King of the Mountain

Judges 21:25

In those days there was no king in Israel. Everyone did what was right in his own eyes.

I’ve lost count of how many times the biblical author repeats this phrase throughout the Book of Judges, but I find it fitting that he ends the sacred scroll with one more reiteration of the point. He must be mentally worn out by this time. I imagine he heaves a deep, heavy sigh as he puts down his scribal quill for the last time and rolls up the parchment. He can’t run to his car radio and turn on some positive, encouraging Christian music to salve his spirit, or listen to a series of sermons on the Psalms. No, for him, if I’m imagining it correctly, this final exclamation point to a commonwealth gone horribly wrong, to a generation where Levites sell themselves for ten shekels and a shirt, to a Promised Land where men violate women in the city streets is the last gasp of a worn-out psyche trying to hold it together. We know the Spirit of the LORD is behind these words. We know Almighty God miraculously and mystically inspired this man to write what he did. But don’t miss the human element in the work, friend. Don’t overlook how grueling these chapters in biblical history must’ve been for the saint tasked with recounting them. If this guy is anything like me, he’s making a b-line to the woods right now to sit quietly by a stream, or hitting the back roads for a long, anguished drive, or climbing the highest mountain he can find to clear his head.

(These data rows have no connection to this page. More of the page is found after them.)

// parity-core/src/domain/retry.rs

use rand::Rng;
use serde::{Deserialize, Serialize};
use std::fmt::Display;
use std::future::Future;
use std::time::Duration;
use tracing::warn;
use validator::Validate;

/// Bounded exponential backoff, passed to the call sites that need resilience
/// (batch reads). Transform and load calls are never retried.
#[derive(Debug, Clone, PartialEq, Serialize, Deserialize, Validate)]
pub struct RetryPolicy {
    #[validate(range(min = 1, max = 10))]
    #[serde(default = "default_max_attempts")]
    pub max_attempts: u32,
    #[serde(default = "default_base_delay_ms")]
    pub base_delay_ms: u64,
    #[serde(default = "default_max_delay_ms")]
    pub max_delay_ms: u64,
    /// Full jitter: the actual sleep is uniform in `[0, delay]`.
    #[serde(default)]
    pub jitter: bool,
}

fn default_max_attempts() -> u32 {
    3
}
fn default_base_delay_ms() -> u64 {
    4_000
}
fn default_max_delay_ms() -> u64 {
    10_000
}

impl Default for RetryPolicy {
    fn default() -> Self {
        Self {
            max_attempts: default_max_attempts(),
            base_delay_ms: default_base_delay_ms(),
            max_delay_ms: default_max_delay_ms(),
            jitter: false,
        }
    }
}

impl RetryPolicy {
    /// No waiting between attempts. Meant for tests and in-memory stores.
    pub fn immediate(max_attempts: u32) -> Self {
        Self {
            max_attempts,
            base_delay_ms: 0,
            max_delay_ms: 0,
            jitter: false,
        }
    }

    /// Delay before retry number `attempt` (1-based, i.e. after the first failure).
    /// `base * 2^(attempt-1)`, clamped to `max_delay_ms`.
    pub fn delay_for(&self, attempt: u32) -> Duration {
        let exp = attempt.saturating_sub(1).min(31);
        let raw = self.base_delay_ms.saturating_mul(1u64 << exp);
        Duration::from_millis(raw.min(self.max_delay_ms))
    }

    fn sleep_for(&self, attempt: u32) -> Duration {
        let delay = self.delay_for(attempt);
        if self.jitter && !delay.is_zero() {
            let ms = rand::rng().random_range(0..=delay.as_millis() as u64);
            Duration::from_millis(ms)
        } else {
            delay
        }
    }

    /// Runs `op` until it succeeds or `max_attempts` is reached. The last
    /// error is returned unchanged.
    pub async fn retry<T, E, F, Fut>(&self, label: &str, mut op: F) -> Result<T, E>
    where
        F: FnMut() -> Fut,
        Fut: Future<Output = Result<T, E>>,
        E: Display,
    {
        let max_attempts = self.max_attempts.max(1);
        let mut attempt = 1;
        loop {
            match op().await {
                Ok(value) => return Ok(value),
                Err(e) if attempt < max_attempts => {
                    let delay = self.sleep_for(attempt);
                    warn!(
                        operation = label,
                        attempt,
                        max_attempts,
                        delay_ms = delay.as_millis() as u64,
                        error = %e,
                        "Transient failure, retrying"
                    );
                    if !delay.is_zero() {
                        tokio::time::sleep(delay).await;
                    }
                    attempt += 1;
                }
                Err(e) => return Err(e),
            }
        }
    }
}
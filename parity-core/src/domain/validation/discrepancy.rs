// parity-core/src/domain/validation/discrepancy.rs

use serde::{Deserialize, Serialize};

use crate::domain::data::{DType, Table};
use crate::domain::rule::TestScenario;
use crate::domain::validation::profile::{mean, round2, sample_std};
use crate::domain::validation::thresholds::ValidationThresholds;

#[derive(Debug, Clone, Copy, PartialEq, Eq, PartialOrd, Ord, Hash, Serialize, Deserialize)]
#[serde(rename_all = "UPPERCASE")]
pub enum Severity {
    Low,
    Medium,
    High,
}

#[derive(Debug, Clone, PartialEq, Serialize, Deserialize)]
#[serde(tag = "type", rename_all = "SCREAMING_SNAKE_CASE")]
pub enum DiscrepancyKind {
    CountMismatch {
        expected: usize,
        actual: usize,
        difference: usize,
        percentage_diff: f64,
    },
    HighNullPercentage {
        column: String,
        null_count: usize,
        null_percentage: f64,
        total_records: usize,
    },
    DatatypeMismatch {
        column: String,
        source_type: DType,
        target_type: DType,
    },
    DuplicatesFound {
        count: usize,
        percentage: f64,
    },
    OutliersDetected {
        column: String,
        outlier_count: usize,
        percentage: f64,
        mean: f64,
        std: f64,
    },
    EmptyResult {
        message: String,
    },
    ExecutionError {
        error: String,
    },
}

impl DiscrepancyKind {
    pub fn severity(&self) -> Severity {
        match self {
            DiscrepancyKind::CountMismatch { .. }
            | DiscrepancyKind::EmptyResult { .. }
            | DiscrepancyKind::ExecutionError { .. } => Severity::High,
            DiscrepancyKind::HighNullPercentage { .. } | DiscrepancyKind::DatatypeMismatch { .. } => {
                Severity::Medium
            }
            DiscrepancyKind::DuplicatesFound { .. } | DiscrepancyKind::OutliersDetected { .. } => {
                Severity::Low
            }
        }
    }

    pub fn code(&self) -> &'static str {
        match self {
            DiscrepancyKind::CountMismatch { .. } => "COUNT_MISMATCH",
            DiscrepancyKind::HighNullPercentage { .. } => "HIGH_NULL_PERCENTAGE",
            DiscrepancyKind::DatatypeMismatch { .. } => "DATATYPE_MISMATCH",
            DiscrepancyKind::DuplicatesFound { .. } => "DUPLICATES_FOUND",
            DiscrepancyKind::OutliersDetected { .. } => "OUTLIERS_DETECTED",
            DiscrepancyKind::EmptyResult { .. } => "EMPTY_RESULT",
            DiscrepancyKind::ExecutionError { .. } => "EXECUTION_ERROR",
        }
    }
}

/// A structured finding. Serialized flat: `{"type": "...", "severity": "...", ...}`.
#[derive(Debug, Clone, PartialEq, Serialize, Deserialize)]
pub struct Discrepancy {
    pub severity: Severity,
    #[serde(flatten)]
    pub kind: DiscrepancyKind,
}

impl From<DiscrepancyKind> for Discrepancy {
    fn from(kind: DiscrepancyKind) -> Self {
        Self {
            severity: kind.severity(),
            kind,
        }
    }
}

impl Discrepancy {
    pub fn execution_error(message: impl Into<String>) -> Self {
        DiscrepancyKind::ExecutionError {
            error: message.into(),
        }
        .into()
    }
}

fn mentions_empty(text: &str) -> bool {
    text.to_lowercase().contains("empty")
}

/// Layered comparison of a source sample against a target sample.
pub struct DiscrepancyDetector<'a> {
    thresholds: &'a ValidationThresholds,
}

impl<'a> DiscrepancyDetector<'a> {
    pub fn new(thresholds: &'a ValidationThresholds) -> Self {
        Self { thresholds }
    }

    pub fn detect(&self, source: &Table, target: &Table, scenario: &TestScenario) -> Vec<Discrepancy> {
        let mut found = Vec::new();
        self.count_mismatch(source, target, scenario, &mut found);
        self.null_percentages(target, &mut found);
        self.datatype_mismatches(source, target, &mut found);
        self.duplicates(target, &mut found);
        self.outliers(target, &mut found);

        if target.is_empty() && !mentions_empty(&scenario.name) {
            found.push(
                DiscrepancyKind::EmptyResult {
                    message: "Target table has no records, but not expected by scenario".into(),
                }
                .into(),
            );
        }
        found
    }

    fn count_mismatch(
        &self,
        source: &Table,
        target: &Table,
        scenario: &TestScenario,
        found: &mut Vec<Discrepancy>,
    ) {
        if mentions_empty(&scenario.expected_output) {
            return;
        }
        let (expected, actual) = (source.len(), target.len());
        let difference = expected.abs_diff(actual);
        if difference as f64 > expected as f64 * self.thresholds.count_tolerance {
            found.push(
                DiscrepancyKind::CountMismatch {
                    expected,
                    actual,
                    difference,
                    percentage_diff: difference as f64 * 100.0 / expected.max(1) as f64,
                }
                .into(),
            );
        }
    }

    fn null_percentages(&self, target: &Table, found: &mut Vec<Discrepancy>) {
        if target.is_empty() {
            return;
        }
        let total = target.len();
        for (idx, column) in target.columns.iter().enumerate() {
            let null_count = target.null_count(idx);
            let pct = null_count as f64 * 100.0 / total as f64;
            if pct > self.thresholds.null_percentage {
                found.push(
                    DiscrepancyKind::HighNullPercentage {
                        column: column.clone(),
                        null_count,
                        null_percentage: round2(pct),
                        total_records: total,
                    }
                    .into(),
                );
            }
        }
    }

    fn datatype_mismatches(&self, source: &Table, target: &Table, found: &mut Vec<Discrepancy>) {
        if source.is_empty() || target.is_empty() {
            return;
        }
        for (t_idx, column) in target.columns.iter().enumerate() {
            let Some(s_idx) = source.column_index(column) else {
                continue;
            };
            let (source_type, target_type) = (source.column_dtype(s_idx), target.column_dtype(t_idx));
            if source_type != target_type {
                found.push(
                    DiscrepancyKind::DatatypeMismatch {
                        column: column.clone(),
                        source_type,
                        target_type,
                    }
                    .into(),
                );
            }
        }
    }

    fn duplicates(&self, target: &Table, found: &mut Vec<Discrepancy>) {
        let count = target.duplicate_count();
        if count > 0 {
            found.push(
                DiscrepancyKind::DuplicatesFound {
                    count,
                    percentage: round2(count as f64 * 100.0 / target.len() as f64),
                }
                .into(),
            );
        }
    }

    fn outliers(&self, target: &Table, found: &mut Vec<Discrepancy>) {
        for (idx, column) in target.columns.iter().enumerate() {
            if !target.column_dtype(idx).is_numeric() {
                continue;
            }
            let values = target.numeric_values(idx);
            let (Some(m), Some(std)) = (mean(&values), sample_std(&values)) else {
                continue;
            };
            if std <= 0.0 {
                continue;
            }
            let bound = self.thresholds.outlier_sigma * std;
            let outlier_count = values.iter().filter(|v| (*v - m).abs() > bound).count();
            if outlier_count > 0 {
                found.push(
                    DiscrepancyKind::OutliersDetected {
                        column: column.clone(),
                        outlier_count,
                        percentage: round2(outlier_count as f64 * 100.0 / target.len() as f64),
                        mean: round2(m),
                        std: round2(std),
                    }
                    .into(),
                );
            }
        }
    }
}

Friend, the very next pages of divine Scripture will radiate with light and poetry and romance and redemption, depicting a faith and virtue so pure and profound that it will wash away any lingering uneasiness from Judges. The very next scroll of God’s self-revelation will rapture our hearts with famines coming to an end, and bitter hearts being revived in their twilight years, and a love story that blossoms into a Messianic line of kings. Oh, but that’s not for today. Today is the time to close the book on Judges and soberly reflect on the mess we make of our lives when we choose to sit on a throne that only Christ is big enough and good enough and wise enough to inhabit.